Title: The mandatory adoption of IFRS on intangibles: upheaval or inertia? The case of France

Authors: Corinne Bessieux-Ollier; Marie Chavent; Vanessa Kuentz; Elisabeth Walliser

Addresses: GSCM – Montpellier Business School, Montpellier Research in Management (MRM), 2300 avenue des Moulins, 34 185 Montpellier Cedex 4, France. ' Mathematics Institute of Bordeaux, UFR Sciences et Modélisation, IMB et INRIA CQFD, Université de Bordeaux 2, case 35, Bat. D, 3 TER, place de la Victoire, 33000 Bordeaux, France. ' Cemagref, Unité ADBX 'Aménités et Dynamiques des Espaces Ruraux', 50 avenue de Verdun – Gazinet, 33612 CESTAS Cedex, France. ' Faculté d'Economie, Université Montpellier 1, Montpellier Research in Management (MRM) Rue Raymond Dugrand, CS 79606, 34960 Montpellier cedex 2, France

Abstract: This paper examines the effects of mandatory adoption of IFRS on intangibles in the French environment where firms were unable to develop |experience of international standards| before they became mandatory from 1 January 2005. The question we try to answer is the following: did the change of accounting standards concerning the intangibles lead to the upheaval announced in the French accounts or did it rather introduce a phenomenon of inertia on behalf of the firms trying to modify their financial statements at a minimal level? An innovative divisive hierarchical clustering method for firms was applied: the DIV method.
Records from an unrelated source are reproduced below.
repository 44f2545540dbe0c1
mod config_tests;
use std::env;
use std::path::PathBuf;

/// File name of the SQLite database inside the data directory
pub const DATABASE_FILE_NAME: &str = "reqtrack.db";

/// Get the path to the reqtrack directory (~/.reqtrack)
pub fn reqtrack_dir() -> PathBuf {
    // HOME first so tests can point it at a temp dir
    if let Ok(home) = env::var("HOME") {
        PathBuf::from(home).join(".reqtrack")
    } else {
        dirs::home_dir()
            .unwrap_or_else(env::temp_dir)
            .join(".reqtrack")
    }
}

/// Get the path to the default database file (~/.reqtrack/reqtrack.db)
pub fn database_file() -> PathBuf {
    reqtrack_dir().join(DATABASE_FILE_NAME)
}
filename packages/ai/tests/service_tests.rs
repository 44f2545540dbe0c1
// ABOUTME: Tests for the Anthropic client against a mock HTTP server
// ABOUTME: Headers, fenced JSON answers, upstream errors and a missing API key

use pretty_assertions::assert_eq;
use reqtrack_ai::{AIConfig, AIService, AIServiceError};
use serde::Deserialize;
use serde_json::json;
use wiremock::matchers::{header, method, path};
use wiremock::{Mock, MockServer, ResponseTemplate};

#[derive(Debug, Deserialize, PartialEq)]
struct Answer {
    ideas: Vec<String>,
}

fn service_for(server: &MockServer) -> AIService {
    AIService::new(AIConfig {
        api_key: Some("test-key".to_string()),
        model: "test-model".to_string(),
        base_url: server.uri(),
    })
}

fn message(text: &str) -> serde_json::Value {
    json!({
        "id": "msg_1",
        "type": "message",
        "role": "assistant",
        "content": [{"type": "text", "text": text}],
        "usage": {"input_tokens": 12, "output_tokens": 30}
    })
}

#[tokio::test]
async fn test_generate_structured_parses_fenced_json() {
    let server = MockServer::start().await;
    Mock::given(method("POST"))
        .and(path("/v1/messages"))
        .and(header("x-api-key", "test-key"))
        .and(header("anthropic-version", "2023-06-01"))
        .respond_with(
            ResponseTemplate::new(200)
                .set_body_json(message("```json\n{\"ideas\": [\"SSO\", \"MFA\"]}\n```")),
        )
        .expect(1)
        .mount(&server)
        .await;

    let response = service_for(&server)
        .generate_structured::<Answer>("prompt".to_string(), Some("system".to_string()))
        .await
        .unwrap();

    assert_eq!(
        response.data,
        Answer {
            ideas: vec!["SSO".to_string(), "MFA".to_string()]
        }
    );
    assert_eq!(response.usage.total_tokens(), 42);
}

#[tokio::test]
async fn test_upstream_error_keeps_status() {
    let server = MockServer::start().await;
    Mock::given(method("POST"))
        .and(path("/v1/messages"))
        .respond_with(ResponseTemplate::new(529).set_body_string("overloaded"))
        .mount(&server)
        .await;

    let result = service_for(&server)
        .generate_structured::<Answer>("prompt".to_string(), None)
        .await;

    match result {
        Err(AIServiceError::ApiError { status, message }) => {
            assert_eq!(status, 529);
            assert_eq!(message, "overloaded");
        }
        other => panic!("expected api error, got {:?}", other.map(|r| r.data)),
    }
}

#[tokio::test]
async fn test_non_json_answer_is_parse_error() {
    let server = MockServer::start().await;
    Mock::given(method("POST"))
        .and(path("/v1/messages"))
        .respond_with(ResponseTemplate::new(200).set_body_json(message("Sorry, I can't help.")))
        .mount(&server)
        .await;

    let result = service_for(&server)
        .generate_structured::<Answer>("prompt".to_string(), None)
        .await;
    assert!(matches!(result, Err(AIServiceError::ParseError(_))));
}

#[tokio::test]
async fn test_empty_content_is_invalid_response() {
    let server = MockServer::start().await;
    Mock::given(method("POST"))
        .and(path("/v1/messages"))
        .respond_with(ResponseTemplate::new(200).set_body_json(json!({
            "content": [],
            "usage": {"input_tokens": 1, "output_tokens": 0}
        })))
        .mount(&server)
        .await;

    let result = service_for(&server)
        .generate_structured::<Answer>("prompt".to_string(), None)
        .await;
    assert!(matches!(result, Err(AIServiceError::InvalidResponse)));
}

#[tokio::test]
async fn test_missing_api_key_skips_request() {
    let server = MockServer::start().await;
    Mock::given(method("POST"))
        .respond_with(ResponseTemplate::new(200))
        .expect(0)
        .mount(&server)
        .await;

    let service = AIService::new(AIConfig {
        api_key: None,
        base_url: server.uri(),
        ..Default::default()
    });
    let result = service
        .generate_structured::<Answer>("prompt".to_string(), None)
        .await;
    assert!(matches!(result, Err(AIServiceError::NoApiKey)));
}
The results indicate three clusters of firms, each affected differently by the transition. Only one cluster displays a significant change whereas the others are unaffected by the transition. The inertia phenomenon described by Nobes (2006), arguing that pre-IFRS accounting treatments could survive under IFRS, is thus confirmed.

Keywords: cluster analysis; France; intangibles; IFRS; transition; accounting standards; financial statements; hierarchical clustering.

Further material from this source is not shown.